Dataset entries:
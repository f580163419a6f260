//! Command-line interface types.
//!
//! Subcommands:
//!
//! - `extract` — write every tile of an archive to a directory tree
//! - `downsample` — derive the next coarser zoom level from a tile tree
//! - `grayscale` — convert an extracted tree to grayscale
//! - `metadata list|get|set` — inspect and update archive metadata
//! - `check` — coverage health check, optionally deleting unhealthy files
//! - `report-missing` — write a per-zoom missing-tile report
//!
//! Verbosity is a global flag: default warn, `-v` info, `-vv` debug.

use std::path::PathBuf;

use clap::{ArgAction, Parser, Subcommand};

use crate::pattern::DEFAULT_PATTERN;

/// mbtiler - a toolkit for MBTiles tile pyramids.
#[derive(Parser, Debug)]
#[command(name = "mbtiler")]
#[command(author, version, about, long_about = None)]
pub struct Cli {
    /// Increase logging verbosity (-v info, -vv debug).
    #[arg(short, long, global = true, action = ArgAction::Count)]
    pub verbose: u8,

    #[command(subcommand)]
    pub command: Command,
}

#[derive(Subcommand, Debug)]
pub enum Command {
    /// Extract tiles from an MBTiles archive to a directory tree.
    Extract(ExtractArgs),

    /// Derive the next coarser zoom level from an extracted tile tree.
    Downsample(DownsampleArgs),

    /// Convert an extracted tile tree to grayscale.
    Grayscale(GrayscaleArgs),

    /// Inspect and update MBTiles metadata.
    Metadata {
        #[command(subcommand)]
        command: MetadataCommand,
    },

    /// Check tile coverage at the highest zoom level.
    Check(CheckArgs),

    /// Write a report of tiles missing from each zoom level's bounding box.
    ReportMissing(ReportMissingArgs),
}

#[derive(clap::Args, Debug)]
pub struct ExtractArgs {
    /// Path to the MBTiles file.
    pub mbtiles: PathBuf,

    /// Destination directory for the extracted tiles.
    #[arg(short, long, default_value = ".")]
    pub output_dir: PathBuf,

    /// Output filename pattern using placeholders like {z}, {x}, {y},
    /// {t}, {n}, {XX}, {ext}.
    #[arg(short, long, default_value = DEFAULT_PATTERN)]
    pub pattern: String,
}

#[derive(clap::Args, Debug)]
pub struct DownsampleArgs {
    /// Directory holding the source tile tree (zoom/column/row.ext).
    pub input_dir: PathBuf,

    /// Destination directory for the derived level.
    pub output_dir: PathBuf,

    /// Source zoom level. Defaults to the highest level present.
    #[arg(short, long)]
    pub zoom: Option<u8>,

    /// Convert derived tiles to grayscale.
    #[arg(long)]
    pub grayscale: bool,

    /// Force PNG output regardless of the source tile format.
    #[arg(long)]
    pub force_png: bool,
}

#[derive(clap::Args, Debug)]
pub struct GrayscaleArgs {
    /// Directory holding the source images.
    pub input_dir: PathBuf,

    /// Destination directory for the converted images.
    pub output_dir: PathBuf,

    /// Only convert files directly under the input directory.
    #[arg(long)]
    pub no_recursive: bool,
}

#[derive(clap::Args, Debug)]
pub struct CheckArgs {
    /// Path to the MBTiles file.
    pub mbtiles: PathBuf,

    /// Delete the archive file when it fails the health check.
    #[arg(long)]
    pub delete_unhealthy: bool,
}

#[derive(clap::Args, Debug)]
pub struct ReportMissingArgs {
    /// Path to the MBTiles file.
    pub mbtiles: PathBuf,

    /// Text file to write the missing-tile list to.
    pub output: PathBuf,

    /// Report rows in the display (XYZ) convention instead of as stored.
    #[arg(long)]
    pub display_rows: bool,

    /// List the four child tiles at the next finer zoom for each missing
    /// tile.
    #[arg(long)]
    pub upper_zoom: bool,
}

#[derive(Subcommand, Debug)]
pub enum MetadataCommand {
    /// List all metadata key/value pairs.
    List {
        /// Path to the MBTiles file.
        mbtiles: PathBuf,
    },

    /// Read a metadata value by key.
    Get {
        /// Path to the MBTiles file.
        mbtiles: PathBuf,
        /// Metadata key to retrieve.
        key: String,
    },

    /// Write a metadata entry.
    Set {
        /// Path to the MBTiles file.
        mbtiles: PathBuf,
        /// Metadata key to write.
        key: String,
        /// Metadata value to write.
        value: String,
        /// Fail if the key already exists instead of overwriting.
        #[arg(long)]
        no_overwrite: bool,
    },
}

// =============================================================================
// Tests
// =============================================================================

--- Instructions to follow ---
The answer is the data above, retyped exactly in full.

--- Solution for this exercise ---
repository f580163419a6f260
//! Command-line interface types.
//!
//! Subcommands:
//!
//! - `extract` — write every tile of an archive to a directory tree
//! - `downsample` — derive the next coarser zoom level from a tile tree
//! - `grayscale` — convert an extracted tree to grayscale
//! - `metadata list|get|set` — inspect and update archive metadata
//! - `check` — coverage health check, optionally deleting unhealthy files
//! - `report-missing` — write a per-zoom missing-tile report
//!
//! Verbosity is a global flag: default warn, `-v` info, `-vv` debug.

use std::path::PathBuf;

use clap::{ArgAction, Parser, Subcommand};

use crate::pattern::DEFAULT_PATTERN;

/// mbtiler - a toolkit for MBTiles tile pyramids.
#[derive(Parser, Debug)]
#[command(name = "mbtiler")]
#[command(author, version, about, long_about = None)]
pub struct Cli {
    /// Increase logging verbosity (-v info, -vv debug).
    #[arg(short, long, global = true, action = ArgAction::Count)]
    pub verbose: u8,

    #[command(subcommand)]
    pub command: Command,
}

#[derive(Subcommand, Debug)]
pub enum Command {
    /// Extract tiles from an MBTiles archive to a directory tree.
    Extract(ExtractArgs),

    /// Derive the next coarser zoom level from an extracted tile tree.
    Downsample(DownsampleArgs),

    /// Convert an extracted tile tree to grayscale.
    Grayscale(GrayscaleArgs),

    /// Inspect and update MBTiles metadata.
    Metadata {
        #[command(subcommand)]
        command: MetadataCommand,
    },

    /// Check tile coverage at the highest zoom level.
    Check(CheckArgs),

    /// Write a report of tiles missing from each zoom level's bounding box.
    ReportMissing(ReportMissingArgs),
}

#[derive(clap::Args, Debug)]
pub struct ExtractArgs {
    /// Path to the MBTiles file.
    pub mbtiles: PathBuf,

    /// Destination directory for the extracted tiles.
    #[arg(short, long, default_value = ".")]
    pub output_dir: PathBuf,

    /// Output filename pattern using placeholders like {z}, {x}, {y},
    /// {t}, {n}, {XX}, {ext}.
    #[arg(short, long, default_value = DEFAULT_PATTERN)]
    pub pattern: String,
}

#[derive(clap::Args, Debug)]
pub struct DownsampleArgs {
    /// Directory holding the source tile tree (zoom/column/row.ext).
    pub input_dir: PathBuf,

    /// Destination directory for the derived level.
    pub output_dir: PathBuf,

    /// Source zoom level. Defaults to the highest level present.
    #[arg(short, long)]
    pub zoom: Option<u8>,

    /// Convert derived tiles to grayscale.
    #[arg(long)]
    pub grayscale: bool,

    /// Force PNG output regardless of the source tile format.
    #[arg(long)]
    pub force_png: bool,
}

#[derive(clap::Args, Debug)]
pub struct GrayscaleArgs {
    /// Directory holding the source images.
    pub input_dir: PathBuf,

    /// Destination directory for the converted images.
    pub output_dir: PathBuf,

    /// Only convert files directly under the input directory.
    #[arg(long)]
    pub no_recursive: bool,
}

#[derive(clap::Args, Debug)]
pub struct CheckArgs {
    /// Path to the MBTiles file.
    pub mbtiles: PathBuf,

    /// Delete the archive file when it fails the health check.
    #[arg(long)]
    pub delete_unhealthy: bool,
}

#[derive(clap::Args, Debug)]
pub struct ReportMissingArgs {
    /// Path to the MBTiles file.
    pub mbtiles: PathBuf,

    /// Text file to write the missing-tile list to.
    pub output: PathBuf,

    /// Report rows in the display (XYZ) convention instead of as stored.
    #[arg(long)]
    pub display_rows: bool,

    /// List the four child tiles at the next finer zoom for each missing
    /// tile.
    #[arg(long)]
    pub upper_zoom: bool,
}

#[derive(Subcommand, Debug)]
pub enum MetadataCommand {
    /// List all metadata key/value pairs.
    List {
        /// Path to the MBTiles file.
        mbtiles: PathBuf,
    },

    /// Read a metadata value by key.
    Get {
        /// Path to the MBTiles file.
        mbtiles: PathBuf,
        /// Metadata key to retrieve.
        key: String,
    },

    /// Write a metadata entry.
    Set {
        /// Path to the MBTiles file.
        mbtiles: PathBuf,
        /// Metadata key to write.
        key: String,
        /// Metadata value to write.
        value: String,
        /// Fail if the key already exists instead of overwriting.
        #[arg(long)]
        no_overwrite: bool,
    },
}

// =============================================================================
// Tests
// =============================================================================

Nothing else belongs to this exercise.